Find out a person’s image of God, Froese and Bader said, and you can tell far more about that person than knowing the individual’s religious group or the house of worship he or she attends.

So a Catholic or an Episcopalian who believes in an authoritative God would be much more likely to oppose legal abortion and believe that the success of the United States is part of God’s plan than an evangelical who believes in a critical God.

At the same time, a Jewish person or United Methodist who believes in a benevolent God would be more likely to say government should have greater powers to combat terrorism or that creationism should be taught in schools than a Southern Baptist who believes in a distant God.

In separating people based on their images of God, Froese and Bader found that significant numbers of people in all denominations could be found in each of the groups.
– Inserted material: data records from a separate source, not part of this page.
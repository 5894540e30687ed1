//! # focus-engine
//!
//! Free-time computation and focus-window suggestions for a personal calendar.
//!
//! Given a day's busy events, the engine subtracts them from a working-hours
//! window, finds the earliest slot that can hold a requested duration, and
//! falls back to the next day when today has no room. Everything here is a
//! pure computation except the event-store fetch, which goes through the
//! [`EventStore`] trait.
//!
//! ## Modules
//!
//! - [`interval`] — Half-open intervals, overlap and subtraction
//! - [`freebusy`] — Free intervals of a window minus busy events
//! - [`slot`] — First-fit slot search with an optional start floor
//! - [`window`] — Working hours anchored to a local date and timezone
//! - [`duration`] — Clamping of requested focus durations
//! - [`resolver`] — Today-then-tomorrow focus-window resolution
//! - [`store`] — Event-store trait and an in-memory store
//! - [`error`] — Error types

pub mod duration;
pub mod error;
pub mod freebusy;
pub mod interval;
pub mod resolver;
pub mod slot;
pub mod store;
pub mod window;

pub use duration::DurationBounds;
pub use error::{FocusError, StoreError};
pub use freebusy::compute_free;
pub use interval::{parse_timestamp, BusyEvent, Interval};
pub use resolver::{FocusWindowResolver, Resolution, Suggestion, NO_SLOT_REASON};
pub use slot::find_slot;
pub use store::{EventStore, MemoryEventStore};
pub use window::{WorkHours, WorkWindow};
Catholics and mainline Protestants were just about equally divided among the four categories.

“Our image of God is never simply a reflection of the beliefs of our religious community,” Froese and Bader write. “The traditional method of classifying people as Catholics or Baptists or Jews tells us little of consequence about what they believe.”

Surprising similarities

Forget about Glenn Beck and Richard Dawkins.

Froese and Bader bring an academic’s appreciation of complexity to debates often cast in black-and-white dichotomies, finding substantial areas of consensus among the real differences on moral and public policy issues.

“We hope this ends up being a way people can further understand each other,” said Bader, who is also associate director of the Association of Religion Data Archives. “A lot of our labels don’t really work.”

For example, in evaluating attitudes on several hot-button issues, the authors found that those who believe in an authoritative or benevolent God, a divine being engaged with daily events, are far more likely than those who believe in a distant or critical God to say adultery, gay marriage, abortion, premarital sex and stem-cell research are almost always wrong.

But in placing the issues on a moral hierarchy, believers in all four types of God listed concerns in the same order, with adultery as the offense that is nearly always wrong, followed by gay marriage, abortion, premarital sex and stem cell research.

In the case of religion and science, believers in a God who is active in the world were more likely to say the nation relies too much on science and not enough on faith.

But the idea that transcendent ideals should guide scientific advances does not indicate a basic hostility toward science, the authors found. Only 11 percent of believers in an authoritative or benevolent God said science and religion are incompatible. And 63 percent agreed with the statement “Science helps to reveal God’s glory.”

And then there is that crazy little thing called love.

Eighty-five percent of Americans say that the term “loving” describes God well. This overwhelming appreciation of God’s love cannot be underestimated.

“A morality directly related to a loving God fosters respect for one another and charity and ensures that our differences will not spiral out of control,” Froese and Bader conclude. “A perfectly harmonious existence is clearly a dream, but at least it is a dream common to all of our Gods.”